The BFI Player is one of the best streaming services not enough people notice, notes Alasdair Stuart. It’s carefully curated, frequently updated and has a range of movies, incredible short films and a huge library of newsreel. Every time I go in there I find something new and interesting and I especially love how it’s become a component of the BFI’s seasons.
That’s true of Art of Action, a season running across the last two months of this year at multiple locations across the UK. BFI Southbank in London is a big part of that but it’s incredibly refreshing, and inspiring, to see a body like the British Film Institute work so hard to ensure that places outside the capital city are well served too. Here’s some of the UK-wide events tying in:
- Broadway Cinema’s action mini season designed for Under-25s and marginalised audiences, which will include a day of Robin Hood screenings to mark Nottingham’s Robin Hood Marathon.
- Call to Action, a programme curated by Reclaim the Frame that centres women of colour working in front of and behind the camera in the action genre, from the 90s to the present day. Comprising special events with guests including stunt performer Ayesha Hussian, panel conversations, demos and screenings, Call to Action will tour venues including Hackney Picturehouse, Dukes at Komedia Picturehouse (Brighton), Glasgow Film Theatre and Midlands Art Centre (Birmingham).
- Cromarty Kicks Ass, a tightly packed season of films run by Cromarty Community Cinema in the Highlands, Scotland, will address themes of justice, revenge, honour and the global desire to have the cinema shake with action, alongside parkour and capoeira demonstrations and workshops, and a free outdoor screening of a Jackie Chan classic accompanied by a live musician and torchlight lion dance.
- Exeter Phoenix: Smash The Glass, which will celebrate the women who have advanced action cinema both on and off-screen, delivered in partnership with Girls on Film critic and broadcaster Anna Smith, with collaborations from Plymouth Art Cinema.

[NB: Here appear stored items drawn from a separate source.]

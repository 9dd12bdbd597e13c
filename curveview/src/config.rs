// Copyright 2026 the CurveView Authors
// SPDX-License-Identifier: Apache-2.0 OR MIT

use peniko::Color;
use peniko::color::palette::css;

/// How the inner control points are placed vertically.
#[derive(Clone, Copy, Debug, PartialEq)]
pub enum VerticalPlacement {
    /// Pixel offsets added to the baseline height.
    ///
    /// Negative values pull the curve up, positive values push it down, and
    /// zero for both yields a straight edge.
    Offset {
        /// Offset of the first inner control point.
        first_extra_y: f64,
        /// Offset of the second inner control point.
        second_extra_y: f64,
    },
    /// Fractions of the view height, in `[0, 2]`.
    ///
    /// `1.0` sits on the baseline; smaller values bulge upward.
    Proportional {
        /// Fraction for the first inner control point.
        first_y: f64,
        /// Fraction for the second inner control point.
        second_y: f64,
    },
}

impl VerticalPlacement {
    /// Upper bound for proportional fractions.
    pub const MAX_FRACTION: f64 = 2.0;
    /// Stock pixel offsets of the first and second control points.
    pub const DEFAULT_OFFSETS: (f64, f64) = (120.0, -180.0);
    /// Stock height fractions of the first and second control points.
    pub const DEFAULT_FRACTIONS: (f64, f64) = (1.2, 0.8);

    /// Offset placement with the stock offsets of `120` and `-180` pixels.
    #[must_use]
    pub const fn offset_default() -> Self {
        Self::Offset {
            first_extra_y: Self::DEFAULT_OFFSETS.0,
            second_extra_y: Self::DEFAULT_OFFSETS.1,
        }
    }

    /// Proportional placement with the stock fractions `1.2` and `0.8`.
    #[must_use]
    pub const fn proportional_default() -> Self {
        Self::Proportional {
            first_y: Self::DEFAULT_FRACTIONS.0,
            second_y: Self::DEFAULT_FRACTIONS.1,
        }
    }

    /// Returns a copy with proportional fractions clamped into `[0, 2]`.
    ///
    /// Offsets are raw pixel values and are left as they are.
    #[must_use]
    pub fn clamped(self) -> Self {
        match self {
            Self::Offset { .. } => self,
            Self::Proportional { first_y, second_y } => Self::Proportional {
                first_y: clamp_unit(first_y, Self::MAX_FRACTION),
                second_y: clamp_unit(second_y, Self::MAX_FRACTION),
            },
        }
    }
}

impl Default for VerticalPlacement {
    fn default() -> Self {
        Self::offset_default()
    }
}

/// Configuration of a curve view.
///
/// All fractional fields are relative to the view size: `0` is the left/top
/// edge and `1` the right/bottom edge. The `with_*` setters clamp their input,
/// so a configuration assembled through them is always in range. Fields are
/// public for convenience; call [`CurveConfig::clamped`] after assigning them
/// directly.
#[derive(Clone, Copy, Debug, PartialEq)]
pub struct CurveConfig {
    /// Gradient color at the start point.
    pub start_color: Color,
    /// Gradient color at the end point.
    pub end_color: Color,
    /// Horizontal position of the gradient start.
    pub start_color_x: f64,
    /// Vertical position of the gradient start.
    pub start_color_y: f64,
    /// Horizontal position of the gradient end.
    pub end_color_x: f64,
    /// Vertical position of the gradient end, relative to the corrected baseline.
    pub end_color_y: f64,
    /// Horizontal position of the first inner control point.
    pub first_control_point_x: f64,
    /// Horizontal position of the second inner control point.
    pub second_control_point_x: f64,
    /// Vertical placement of both inner control points.
    pub placement: VerticalPlacement,
    /// Blur radius of the custom shadow; `0` disables it.
    pub shadow_radius: f64,
    /// Tint of the custom shadow.
    pub shadow_color: Color,
}

impl Default for CurveConfig {
    fn default() -> Self {
        Self {
            start_color: css::CYAN,
            end_color: css::YELLOW,
            start_color_x: 0.1,
            start_color_y: 0.0,
            end_color_x: 0.65,
            end_color_y: 1.0,
            first_control_point_x: 0.4,
            second_control_point_x: 0.5,
            placement: VerticalPlacement::default(),
            shadow_radius: 0.0,
            shadow_color: css::BLACK,
        }
    }
}

impl CurveConfig {
    /// Default configuration using proportional placement.
    #[must_use]
    pub fn proportional() -> Self {
        Self {
            placement: VerticalPlacement::proportional_default(),
            ..Self::default()
        }
    }

    /// Sets both gradient colors.
    #[must_use]
    pub fn with_colors(mut self, start: Color, end: Color) -> Self {
        self.start_color = start;
        self.end_color = end;
        self
    }

    /// Sets the gradient start position as fractions of the view size.
    #[must_use]
    pub fn with_start_position(mut self, x: f64, y: f64) -> Self {
        self.start_color_x = clamp_unit(x, 1.0);
        self.start_color_y = clamp_unit(y, 1.0);
        self
    }

    /// Sets the gradient end position as fractions of the view size.
    #[must_use]
    pub fn with_end_position(mut self, x: f64, y: f64) -> Self {
        self.end_color_x = clamp_unit(x, 1.0);
        self.end_color_y = clamp_unit(y, 1.0);
        self
    }

    /// Sets the horizontal fractions of the two inner control points.
    #[must_use]
    pub fn with_control_point_x(mut self, first: f64, second: f64) -> Self {
        self.first_control_point_x = clamp_unit(first, 1.0);
        self.second_control_point_x = clamp_unit(second, 1.0);
        self
    }

    /// Sets the vertical placement of the inner control points.
    #[must_use]
    pub fn with_placement(mut self, placement: VerticalPlacement) -> Self {
        self.placement = placement.clamped();
        self
    }

    /// Sets the custom shadow radius and tint.
    ///
    /// Negative or NaN radii disable the shadow.
    #[must_use]
    pub fn with_shadow(mut self, radius: f64, color: Color) -> Self {
        self.shadow_radius = clamp_radius(radius);
        self.shadow_color = color;
        self
    }

    /// Returns a copy with every numeric field forced into its valid range.
    #[must_use]
    pub fn clamped(self) -> Self {
        Self {
            start_color_x: clamp_unit(self.start_color_x, 1.0),
            start_color_y: clamp_unit(self.start_color_y, 1.0),
            end_color_x: clamp_unit(self.end_color_x, 1.0),
            end_color_y: clamp_unit(self.end_color_y, 1.0),
            first_control_point_x: clamp_unit(self.first_control_point_x, 1.0),
            second_control_point_x: clamp_unit(self.second_control_point_x, 1.0),
            placement: self.placement.clamped(),
            shadow_radius: clamp_radius(self.shadow_radius),
            ..self
        }
    }
}

/// Clamps into `[0, max]`, mapping NaN to `0`.
pub(crate) fn clamp_unit(value: f64, max: f64) -> f64 {
    if value.is_nan() {
        0.0
    } else {
        value.clamp(0.0, max)
    }
}

pub(crate) fn clamp_radius(radius: f64) -> f64 {
    if radius > 0.0 { radius } else { 0.0 }
}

- Fabrica in Brighton will deliver Creative Action, a weekend-long festival empowering young people aged 16-25, women and people of marginalized genders by repositioning the cultural significance of action films for audiences. The festival will engage these groups through partnerships with women, non-binary and queer-friendly martial arts clubs, a programme of shorts from local and international animators and a collaboration with their young film programmers’ group, Fresh Perspectives.

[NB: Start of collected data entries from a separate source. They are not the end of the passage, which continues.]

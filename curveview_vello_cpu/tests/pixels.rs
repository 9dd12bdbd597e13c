// Copyright 2026 the CurveView Authors
// SPDX-License-Identifier: Apache-2.0 OR MIT

//! Pixel probes of views rendered with `vello_cpu`.

use curveview::{CurveConfig, CurveSurface, CurveView};
use curveview_vello_cpu::{VelloCpuCurveSurface, render_to_rgba8};
use kurbo::{Rect, Shape};
use peniko::Brush;
use peniko::color::palette::css;
use vello_cpu::{Pixmap, RenderContext};

const WIDTH: u16 = 400;
const HEIGHT: u16 = 300;

fn render(config: CurveConfig) -> Vec<u8> {
    let mut view = CurveView::new(config);
    view.on_resize(f64::from(WIDTH), f64::from(HEIGHT));
    render_to_rgba8(&view, WIDTH, HEIGHT)
}

fn pixel(rgba: &[u8], x: usize, y: usize) -> [u8; 4] {
    let i = (y * usize::from(WIDTH) + x) * 4;
    [rgba[i], rgba[i + 1], rgba[i + 2], rgba[i + 3]]
}

#[test]
fn unsized_view_is_transparent() {
    let view = CurveView::new(CurveConfig::default());
    let rgba = render_to_rgba8(&view, 16, 16);
    assert!(rgba.chunks_exact(4).all(|p| p[3] == 0));
}

#[test]
fn area_above_curve_is_filled_with_gradient() {
    let rgba = render(CurveConfig::default());

    // Before the gradient start, the start color is padded.
    let [r, g, b, a] = pixel(&rgba, 5, 5);
    assert_eq!(a, 255);
    assert!(r < 40 && g > 215 && b > 215, "expected cyan, got {r} {g} {b}");

    // Past the end point (lower right of the fill) the end color is padded.
    let [r, g, b, a] = pixel(&rgba, 395, 200);
    assert_eq!(a, 255);
    assert!(r > 215 && g > 215 && b < 40, "expected yellow, got {r} {g} {b}");
}

#[test]
fn area_below_curve_is_empty() {
    let rgba = render(CurveConfig::default());
    // Below the corrected baseline.
    assert_eq!(pixel(&rgba, 200, 295)[3], 0);
    // Under the upward swing of the wave.
    assert_eq!(pixel(&rgba, 255, 240)[3], 0);
}

#[test]
fn custom_shadow_darkens_below_the_edge() {
    let plain = render(CurveConfig::default());
    let shadowed = render(CurveConfig::default().with_shadow(12.0, css::BLACK));

    // Just under the left end of the curve.
    assert_eq!(pixel(&plain, 10, 285)[3], 0);
    assert!(pixel(&shadowed, 10, 285)[3] > 0);
}

#[test]
fn shadow_leaves_translucent_interior_untouched() {
    let translucent = css::WHITE.with_alpha(0.5);
    let config = CurveConfig::default().with_colors(translucent, translucent);
    let plain = render(config);
    let shadowed = render(config.with_shadow(12.0, css::BLACK));

    // Well inside the outline.
    assert_eq!(pixel(&shadowed, 100, 50), pixel(&plain, 100, 50));
    assert_eq!(pixel(&shadowed, 300, 150), pixel(&plain, 300, 150));
    // The shadow still shows outside.
    assert!(pixel(&shadowed, 10, 285)[3] > pixel(&plain, 10, 285)[3]);
}

#[test]
fn solid_brush_fills_path() {
    let mut ctx = RenderContext::new(32, 32);
    let path = Rect::new(0.0, 0.0, 16.0, 32.0).to_path(0.1);
    VelloCpuCurveSurface::new(&mut ctx).fill_path(&path, &Brush::Solid(css::RED));
    ctx.flush();
    let mut pixmap = Pixmap::new(32, 32);
    ctx.render_to_pixmap(&mut pixmap);
    let pixels = pixmap.take_unpremultiplied();

    let inside = pixels[8 * 32 + 4];
    assert_eq!([inside.r, inside.g, inside.b, inside.a], [255, 0, 0, 255]);
    let outside = pixels[8 * 32 + 28];
    assert_eq!(outside.a, 0);
}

- The ninth edition of Fighting Spirit Film Festival, with martial arts shorts and features presented alongside martial arts and weapons demonstrations, a martial arts workshop and seminars on choreographing a short action sequence.

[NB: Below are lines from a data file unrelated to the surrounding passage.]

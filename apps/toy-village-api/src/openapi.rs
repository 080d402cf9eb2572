//! OpenAPI documentation configuration

use utoipa::OpenApi;

#[derive(OpenApi)]
#[openapi(
    info(
        title = "Toy Village API",
        version = "0.1.0",
        description = "Toy marketplace catalog backed by MongoDB"
    ),
    servers(
        (url = "http://localhost:5000", description = "Local development server")
    ),
    tags(
        (name = "Toys", description = "Toy catalog endpoints (MongoDB)")
    )
)]
struct BaseDoc;

/// Combined document. The catalog routes live at the root, so the domain
/// document is merged rather than nested.
pub struct ApiDoc;

impl OpenApi for ApiDoc {
    fn openapi() -> utoipa::openapi::OpenApi {
        let mut doc = BaseDoc::openapi();
        doc.merge(domain_toys::ApiDoc::openapi());
        doc
    }
}
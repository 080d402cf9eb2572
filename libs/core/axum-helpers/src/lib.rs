//! # Axum Helpers
//!
//! Shared HTTP plumbing for the catalog service.
//!
//! - **[`server`]**: router assembly, health checks, graceful shutdown
//! - **[`http`]**: CORS and security headers
//! - **[`errors`]**: structured error responses with error codes
//! - **[`extractors`]**: ObjectId path and JSON body extractors

pub mod errors;
pub mod extractors;
pub mod http;
pub mod server;

pub use server::{
    HealthCheckFuture, HealthResponse, ShutdownCoordinator, create_production_app, create_router,
    health_router, run_health_checks,
};

pub use http::{
    cors_layer_from_env, create_cors_layer, create_permissive_cors_layer, security_headers,
};

pub use errors::{AppError, ErrorCode, ErrorResponse};

pub use extractors::{JsonBody, ObjectIdPath};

- Hyde Park Picture House Leeds’s programme exploring the history of car races and chases in global cinema, featuring talks and Q&As with academics, car enthusiasts and stuntwomen, plus a day-long educational session as part of Hyde Park Picture House’s Film School strand.
- The Magic Lantern screening Point Break alongside the local surf community in Tywyn with entertainment including a live band and a party; The General with live musical accompaniment and trips on the Talyllyn steam railway; martial arts demos, a free sword fighting workshop and Welsh filmmaker Garth Evans’ RAID II.
- MilkTea’s ESEA In Action, at Brixton Ritzy in London and City Screen in York, which will showcase a program of East and Southeast Asian (ESEA) cinema with their programme theme, Black x Asian cultural crossover, in partnership with Dark Matter.
- Mitchell Arts Centre’s celebration of the ‘original Hollywood action hero’, Buster Keaton, with enhanced screenings featuring live musical accompaniment from musician Meg Morley and an introduction from local film historian Ray Johnson.
- Queen’s Film Theatre Belfast’s programme spanning the breadth of the genre with special events including a celebration of women in action with film journalist Helen O’Hara, a stage combat demonstration by fight director Philip Rafferty, and an action all-nighter curated by QFT’s LUMI programmers.
Of particular interest to SFB readers should be Polity Society, last year’s self described ‘joyful kung fu Bollywood epic’ and a long over due re-release for Kathryn Bigelow’s surf-noir action classic, Point Break. If you’ve never seen it, you’re in for a treat. Also, your theories about what John Wick did before becoming the baba yaga are about to change radically.
More details can be found at
https://www.bfi.org.uk/news/bfi-unveils-major-uk-wide-new-season-art-action
and even more will be announced soon. The season runs October-December 2024.